NEW YORK — Simple genetic tests aimed at predicting the risk of drug addiction are still a long way off. But the genomics revolution is slowly changing the way physicians look at their patients and the disorders they treat.
Wade Berrettini, M.D., of the University of Pennsylvania, Philadelphia, said investigators have identified several single nucleotide polymorphisms (SNPs), small but meaningful allelic variants that result in changes to the shape or structure of a specific receptor or enzyme that relate directly to addiction problems.
Among these is a set of SNPs that influence the binding affinity of the mu β-endorphin receptors. Some of the SNPs in this set are proving to have some predictive value for alcohol and nicotine addiction, and for response to addiction treatment.
“The Human Genome Project is really only the beginning,” Dr. Berrettini said at annual conference of the Association for Research in Nervous and Mental Disease. “At this point, it is like knowing the alphabet, without knowing words.”

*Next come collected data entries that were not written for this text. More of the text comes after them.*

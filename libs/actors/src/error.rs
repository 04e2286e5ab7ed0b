//! Group Error Types
//!
//! Failures surfaced to callers of the group modules and group handles.

use network::NodeId;
use thiserror::Error;

/// Result type alias for group operations
pub type Result<T> = std::result::Result<T, GroupError>;

/// Stage of a group operation that failed
#[derive(Debug, Clone, Copy, PartialEq, Eq)]
pub enum FailureStage {
    /// Mapping a group name to its origin node
    Resolution,
    /// Establishing or using the connection to the intermediary
    Connection,
    /// Module or tunnel lifecycle (stopped, shut down, misconfigured)
    Lifecycle,
}

#[derive(Error, Debug, Clone)]
pub enum GroupError {
    #[error("Cannot resolve group '{name}': {reason}")]
    Resolution { name: String, reason: String },

    #[error("Group module '{module}' is stopped")]
    ModuleStopped { module: String },

    #[error("Connection to group '{group}' on {node} failed: {reason}")]
    Connection {
        node: NodeId,
        group: String,
        reason: String,
    },

    #[error("Tunnel to group '{group}' on {node} is stopped")]
    TunnelStopped { node: NodeId, group: String },

    #[error("Intermediary for group '{group}' on {node} is unreachable")]
    IntermediaryUnreachable { node: NodeId, group: String },

    #[error("Tunnel to group '{group}' buffers at most {limit} messages while connecting")]
    QueueFull { group: String, limit: usize },

    #[error("Middleman is no longer available")]
    MiddlemanUnavailable,

    #[error("No group module named '{0}'")]
    UnknownModule(String),

    #[error("Invalid group locator '{0}', expected '<module>:<group>'")]
    InvalidLocator(String),
}

impl GroupError {
    pub fn resolution(name: impl Into<String>, reason: impl Into<String>) -> Self {
        GroupError::Resolution {
            name: name.into(),
            reason: reason.into(),
        }
    }

    pub fn connection(node: &NodeId, group: &str, reason: impl Into<String>) -> Self {
        GroupError::Connection {
            node: node.clone(),
            group: group.to_string(),
            reason: reason.into(),
        }
    }

    /// Which stage of a `get` or a publish failed
    pub fn stage(&self) -> FailureStage {
        match self {
            GroupError::Resolution { .. } | GroupError::InvalidLocator(_) | GroupError::UnknownModule(_) => {
                FailureStage::Resolution
            }
            GroupError::Connection { .. }
            | GroupError::IntermediaryUnreachable { .. }
            | GroupError::QueueFull { .. } => FailureStage::Connection,
            GroupError::ModuleStopped { .. }
            | GroupError::TunnelStopped { .. }
            | GroupError::MiddlemanUnavailable => FailureStage::Lifecycle,
        }
    }

    /// Whether a fresh `get` may succeed later. Nothing in this layer retries
    /// on its own.
    pub fn is_retryable(&self) -> bool {
        matches!(
            self,
            GroupError::Connection { .. }
                | GroupError::IntermediaryUnreachable { .. }
                | GroupError::TunnelStopped { .. }
                | GroupError::QueueFull { .. }
        )
    }
}
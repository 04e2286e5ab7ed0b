//! Test helpers: an in-memory middleman whose connection attempts are
//! completed by hand

use crate::actor::{ActorRef, Mailbox};
use crate::error::{GroupError, Result};
use crate::middleman::{split_group_address, ConnectCallback, Middleman};
use network::NodeId;
use parking_lot::Mutex;
use std::sync::atomic::{AtomicBool, AtomicUsize, Ordering};

/// Connection attempt waiting to be completed
pub struct PendingConnect {
    pub origin: NodeId,
    pub group: String,
    callback: ConnectCallback,
}

impl PendingConnect {
    /// Complete with a fresh intermediary on the origin node and return its
    /// mailbox
    pub fn succeed(self) -> Mailbox {
        let (intermediary, mailbox) = ActorRef::with_mailbox(self.origin.clone());
        (self.callback)(Ok(intermediary));
        mailbox
    }

    pub fn fail(self, reason: &str) {
        let err = GroupError::connection(&self.origin, &self.group, reason);
        (self.callback)(Err(err));
    }
}

/// Middleman that resolves `group@node` addresses and records every
/// connection attempt.
///
/// Attempts are held until the test completes them, unless the middleman was
/// built with [`TestMiddleman::immediate`], in which case they succeed inside
/// `connect_lazily`.
#[derive(Default)]
pub struct TestMiddleman {
    attempts: AtomicUsize,
    immediate: AtomicBool,
    pending: Mutex<Vec<PendingConnect>>,
    mailboxes: Mutex<Vec<(NodeId, String, Mailbox)>>,
}

impl TestMiddleman {
    pub fn new() -> Self {
        Self::default()
    }

    /// Middleman that connects synchronously
    pub fn immediate() -> Self {
        let middleman = Self::default();
        middleman.immediate.store(true, Ordering::SeqCst);
        middleman
    }

    /// Number of `connect_lazily` calls so far
    pub fn attempts(&self) -> usize {
        self.attempts.load(Ordering::SeqCst)
    }

    pub fn pending_count(&self) -> usize {
        self.pending.lock().len()
    }

    pub fn take_pending(&self) -> Vec<PendingConnect> {
        std::mem::take(&mut *self.pending.lock())
    }

    /// Mailboxes of intermediaries created by an immediate middleman
    pub fn take_mailboxes(&self) -> Vec<(NodeId, String, Mailbox)> {
        std::mem::take(&mut *self.mailboxes.lock())
    }
}

impl Middleman for TestMiddleman {
    fn resolve_group_name(&self, name: &str) -> Result<(NodeId, String)> {
        split_group_address(name)
    }

    fn connect_lazily(&self, origin: &NodeId, group_name: &str, callback: ConnectCallback) {
        self.attempts.fetch_add(1, Ordering::SeqCst);
        let attempt = PendingConnect {
            origin: origin.clone(),
            group: group_name.to_string(),
            callback,
        };
        if self.immediate.load(Ordering::SeqCst) {
            let mailbox = attempt.succeed();
            self.mailboxes
                .lock()
                .push((origin.clone(), group_name.to_string(), mailbox));
        } else {
            self.pending.lock().push(attempt);
        }
    }
}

Dr. Berrettini's lab has been focused on SNPs in the gene that codes for the mu receptor protein, which plays a central role in generating the neurophysiologically rewarding and analgesic effects of morphine.
Endorphins and enkephalins also bind to the mu receptor. Given its place in mediating the brain's response to endogenous as well as exogenous opioids, the mu receptor also plays an important role in the process of addiction to opioids, as well as other substances, such as alcohol and nicotine.
To date, researchers have identified at least 25 SNP variants in the gene coding for the mu receptor. It is important to understand that none of these SNPs constitutes a “gene” for addiction, he said. However, some of them do seem to alter how the mu receptor functions. One such SNP, for example, tends to increase the receptor's binding affinity for β-endorphin.
Dr. Berrettini and his colleagues have been studying mu receptor SNPs in the context of heroin addiction. Though they have not yet identified any single variant that clearly shows an increased prevalence among addicts, compared with nonaddicts, they have found some interesting racial differences.
“In African Americans, we've found some alleles in 10% of the population that we simply have not found in people of European ancestry,” he said at the conference, cosponsored by the New York Academy of Medicine.
This underscores an important guiding principle for genomic research: When looking at the influence of small genetic variations on the risk of a given disease state, it is important to compare ill versus well people of the same racial and ethnic background.
Though Dr. Berrettini's team was unable to identify a specific mu receptor SNP that correlated with heroin addiction, Swedish researchers were able to do so. They found a variant called A118G that does seem to predict risk of heroin dependence. Approximately 18% of Swedish opioid addicts had disease that is caused in part by this SNP.
Some researchers have suggested that the mu receptor may play a role in alcohol dependence since ethanol triggers a release of β-endorphin, the key ligand for the mu receptor.
Available data correlating SNPs in the mu receptor gene and alcoholism are highly variable; there are as yet no studies showing a clear association. However, variants in this gene may predict an alcoholic's response to treatment with naltrexone.
Dr. Berrettini and his group have done a series of studies looking at multiple mu receptor SNPs in alcohol-dependent individuals treated with naltrexone. In the subgroup of patients who had either the A/G or G/G variants of the Asp40 allele, only 10% relapsed after nearly 3 months of posttreatment follow-up. Those with the A/A variant had very high relapse rates, and outcomes were no better for naltrexone than placebo.
What these data suggest is that response to this drug, which is a mu receptor blocker, may be largely determined by genetic variants in a specific receptor. Dr. Berrettini estimated that 25% of the alcoholic population is either homozygous or heterozygous for the G allele, and it predicts better response to naltrexone.
Those who are homozygous for the A allele do poorly on this drug. “We'd like to do a treatment study where we randomize based on mu allele genotype,” Dr. Berrettini said.
Though still in its early stages, this type of research is opening up the possibility of designing treatment protocols based on an individual's genetic predispositions and likelihood of responsiveness to specific medications. In other words, individualized therapy based on pharmacogenomics may soon become the standard of care.